ART leads to durable suppression of HIV-1 replication in the majority of individuals, but the persistent viral reservoir in resting memory CD4+ T cells is the key barrier to HIV-1 cure. In this thesis, we focus on the strategies to prevent the establishment of viral reservoir, as well as the cellular origins and the immunological signatures that lead to viral rebound. Broadly neutralizing antibodies (bNAbs) against HIV-1 Env are currently being developed for HIV-1 prevention. However, HIV-1 sequence diversity limits the prophylactic efficacy of bNAbs. In Chapter II, we evaluate the usage of bNAbs to prevent viral reservoir establishment in rhesus animals. We demonstrate that the V3 glycan-dependent antibody PGT121 alone and the V2 glycan-dependent antibody PGDM1400 alone both fail to protect against a mixed SHIV challenge. In contrast, the combination of both bNAbs provides 100% protection against this mixed SHIV challenge. These data reveal the importance of bNAb cocktails for the prevention of viral reservoir establishment. In Chapter III, we explore the origin and nature of the rebound virus in ART-suppressed, chronically SIV-infected rhesus monkeys following ART discontinuation. We sequenced putative replication-competent viral DNA from peripheral blood and lymph node mononuclear cells (PBMC and LNMC) during ART suppression, and compare to the rebound viral RNA after ART discontinuation. Sequences of initial rebound viruses closely matched viral DNA sequences in PBMC and LNMC during ART suppression, but recombinant viruses arose quickly after the initial rebound.

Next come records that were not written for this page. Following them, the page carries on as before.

//! Common test fixtures for raster stack tests.
//!
//! Grid definitions for in-memory layers plus a small GeoTIFF writer so
//! reader and service tests can work against real files in a temp directory.

use std::error::Error;
use std::fs::File;
use std::io::BufWriter;
use std::path::{Path, PathBuf};

use tempfile::TempDir;
use tiff::encoder::{colortype, TiffEncoder};
use tiff::tags::Tag;

pub type FixtureResult<T> = Result<T, Box<dyn Error + Send + Sync>>;

/// GDAL ASCII metadata tag (statistics live here).
pub const TAG_GDAL_METADATA: u16 = 42112;

/// GDAL ASCII nodata tag.
pub const TAG_GDAL_NODATA: u16 = 42113;

/// Common grid specifications for testing.
pub mod grid {
    use super::RasterSpec;

    /// The 10x10 grid used by most query tests: origin (0, 100), 10 m cells.
    pub const SIMPLE_10X10: RasterSpec = RasterSpec {
        origin_x: 0.0,
        origin_y: 100.0,
        cell_size: 10.0,
        columns: 10,
        rows: 10,
    };

    /// A UTM-like grid with an origin that needs rounding to compare.
    pub const UTM_30M: RasterSpec = RasterSpec {
        origin_x: 517_461.5932,
        origin_y: 5_046_855.8012,
        cell_size: 30.0,
        columns: 40,
        rows: 25,
    };

    /// Smallest useful grid.
    pub const SINGLE_CELL: RasterSpec = RasterSpec {
        origin_x: 100.0,
        origin_y: 200.0,
        cell_size: 5.0,
        columns: 1,
        rows: 1,
    };
}

/// Geometry of a north-up raster with square cells.
#[derive(Debug, Clone, Copy, PartialEq)]
pub struct RasterSpec {
    /// X of the upper-left corner.
    pub origin_x: f64,
    /// Y of the upper-left corner.
    pub origin_y: f64,
    /// Cell width and (positive) cell height.
    pub cell_size: f64,
    pub columns: usize,
    pub rows: usize,
}

impl RasterSpec {
    /// Number of cells in one band.
    pub fn cell_count(&self) -> usize {
        self.columns * self.rows
    }

    /// World coordinate at the centre of `(column, row)`.
    pub fn cell_center(&self, column: usize, row: usize) -> (f64, f64) {
        (
            self.origin_x + (column as f64 + 0.5) * self.cell_size,
            self.origin_y - (row as f64 + 0.5) * self.cell_size,
        )
    }

    /// Same grid with a different column count.
    pub fn with_columns(mut self, columns: usize) -> Self {
        self.columns = columns;
        self
    }

    /// Same grid with a shifted origin.
    pub fn with_origin(mut self, origin_x: f64, origin_y: f64) -> Self {
        self.origin_x = origin_x;
        self.origin_y = origin_y;
        self
    }
}

/// Optional GDAL tags written alongside the pixels.
#[derive(Debug, Clone, Default)]
pub struct GeoTiffOptions {
    /// Written verbatim into `GDAL_NODATA`.
    pub nodata: Option<String>,
    /// Written as `STATISTICS_MINIMUM` / `STATISTICS_MAXIMUM` in `GDAL_METADATA`.
    pub statistics: Option<(f64, f64)>,
    /// Use a `ModelTransformationTag` instead of pixel scale + tiepoint.
    pub model_transformation: bool,
}

impl GeoTiffOptions {
    pub fn with_nodata(mut self, nodata: impl Into<String>) -> Self {
        self.nodata = Some(nodata.into());
        self
    }

    pub fn with_statistics(mut self, minimum: f64, maximum: f64) -> Self {
        self.statistics = Some((minimum, maximum));
        self
    }

    pub fn with_model_transformation(mut self) -> Self {
        self.model_transformation = true;
        self
    }
}

/// GDAL_METADATA XML carrying band statistics.
pub fn gdal_statistics_xml(minimum: f64, maximum: f64) -> String {
    format!(
        "<GDALMetadata>\n  \
         <Item name=\"STATISTICS_MAXIMUM\" sample=\"0\">{maximum}</Item>\n  \
         <Item name=\"STATISTICS_MINIMUM\" sample=\"0\">{minimum}</Item>\n\
         </GDALMetadata>"
    )
}

/// Write a single-band float32 GeoTIFF.
pub fn write_geotiff(
    path: &Path,
    spec: &RasterSpec,
    data: &[f64],
    options: &GeoTiffOptions,
) -> FixtureResult<()> {
    if data.len() != spec.cell_count() {
        return Err(format!(
            "expected {} values for a {}x{} grid, got {}",
            spec.cell_count(),
            spec.columns,
            spec.rows,
            data.len()
        )
        .into());
    }

    let pixels: Vec<f32> = data.iter().map(|v| *v as f32).collect();
    let mut encoder = TiffEncoder::new(BufWriter::new(File::create(path)?))?;
    let mut image =
        encoder.new_image::<colortype::Gray32Float>(spec.columns as u32, spec.rows as u32)?;

    let dir = image.encoder();
    if options.model_transformation {
        let matrix = [
            spec.cell_size, 0.0, 0.0, spec.origin_x,
            0.0, -spec.cell_size, 0.0, spec.origin_y,
            0.0, 0.0, 0.0, 0.0,
            0.0, 0.0, 0.0, 1.0,
        ];
        dir.write_tag(Tag::ModelTransformationTag, &matrix[..])?;
    } else {
        let scale = [spec.cell_size, spec.cell_size, 0.0];
        let tiepoint = [0.0, 0.0, 0.0, spec.origin_x, spec.origin_y, 0.0];
        dir.write_tag(Tag::ModelPixelScaleTag, &scale[..])?;
        dir.write_tag(Tag::ModelTiepointTag, &tiepoint[..])?;
    }
    if let Some(nodata) = &options.nodata {
        dir.write_tag(Tag::from_u16_exhaustive(TAG_GDAL_NODATA), nodata.as_str())?;
    }
    if let Some((minimum, maximum)) = options.statistics {
        let xml = gdal_statistics_xml(minimum, maximum);
        dir.write_tag(Tag::from_u16_exhaustive(TAG_GDAL_METADATA), xml.as_str())?;
    }

    image.write_data(&pixels)?;
    Ok(())
}

/// Write a three-band float32 GeoTIFF from per-band grids.
pub fn write_three_band_geotiff(
    path: &Path,
    spec: &RasterSpec,
    bands: [&[f64]; 3],
) -> FixtureResult<()> {
    if bands.iter().any(|b| b.len() != spec.cell_count()) {
        return Err("band length does not match grid".into());
    }

    let mut pixels = Vec::with_capacity(spec.cell_count() * 3);
    for i in 0..spec.cell_count() {
        for band in &bands {
            pixels.push(band[i] as f32);
        }
    }

    let mut encoder = TiffEncoder::new(BufWriter::new(File::create(path)?))?;
    let mut image =
        encoder.new_image::<colortype::RGB32Float>(spec.columns as u32, spec.rows as u32)?;
    let scale = [spec.cell_size, spec.cell_size, 0.0];
    let tiepoint = [0.0, 0.0, 0.0, spec.origin_x, spec.origin_y, 0.0];
    image.encoder().write_tag(Tag::ModelPixelScaleTag, &scale[..])?;
    image.encoder().write_tag(Tag::ModelTiepointTag, &tiepoint[..])?;
    image.write_data(&pixels)?;
    Ok(())
}

/// A temporary directory of GeoTIFF layers.
///
/// The directory is removed when the fixture is dropped.
pub struct StackDir {
    dir: TempDir,
}

impl StackDir {
    pub fn new() -> FixtureResult<Self> {
        Ok(Self {
            dir: tempfile::tempdir()?,
        })
    }

    /// Root of the fixture directory.
    pub fn path(&self) -> &Path {
        self.dir.path()
    }

    /// Write `<name>.tif` and return its full path.
    pub fn add_layer(
        &self,
        name: &str,
        spec: &RasterSpec,
        data: &[f64],
        options: &GeoTiffOptions,
    ) -> FixtureResult<PathBuf> {
        let path = self.dir.path().join(format!("{name}.tif"));
        write_geotiff(&path, spec, data, options)?;
        Ok(path)
    }

    /// Write a layer into a subdirectory, creating it as needed.
    pub fn add_layer_in(
        &self,
        subdir: &str,
        name: &str,
        spec: &RasterSpec,
        data: &[f64],
        options: &GeoTiffOptions,
    ) -> FixtureResult<PathBuf> {
        let dir = self.dir.path().join(subdir);
        std::fs::create_dir_all(&dir)?;
        let path = dir.join(format!("{name}.tif"));
        write_geotiff(&path, spec, data, options)?;
        Ok(path)
    }

    /// Write an arbitrary file (for malformed-input tests).
    pub fn add_file(&self, name: &str, contents: &[u8]) -> FixtureResult<PathBuf> {
        let path = self.dir.path().join(name);
        std::fs::write(&path, contents)?;
        Ok(path)
    }
}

These data suggest that intact proviral DNA in PBMC and LNMC during ART suppression is likely the direct origin of viral rebound in chronically SIV-infected rhesus monkeys following ART discontinuation. To further explore the immunological signatures at the time of ART discontinuation to predict viral rebound, we performed the transcriptomic analysis in a cohort of early ART-treated animals in Chapter IV. Together, these data suggest a critical interplay between the immune system and the viral reservoir, and has important implications for the design of next generation HIV cure strategies.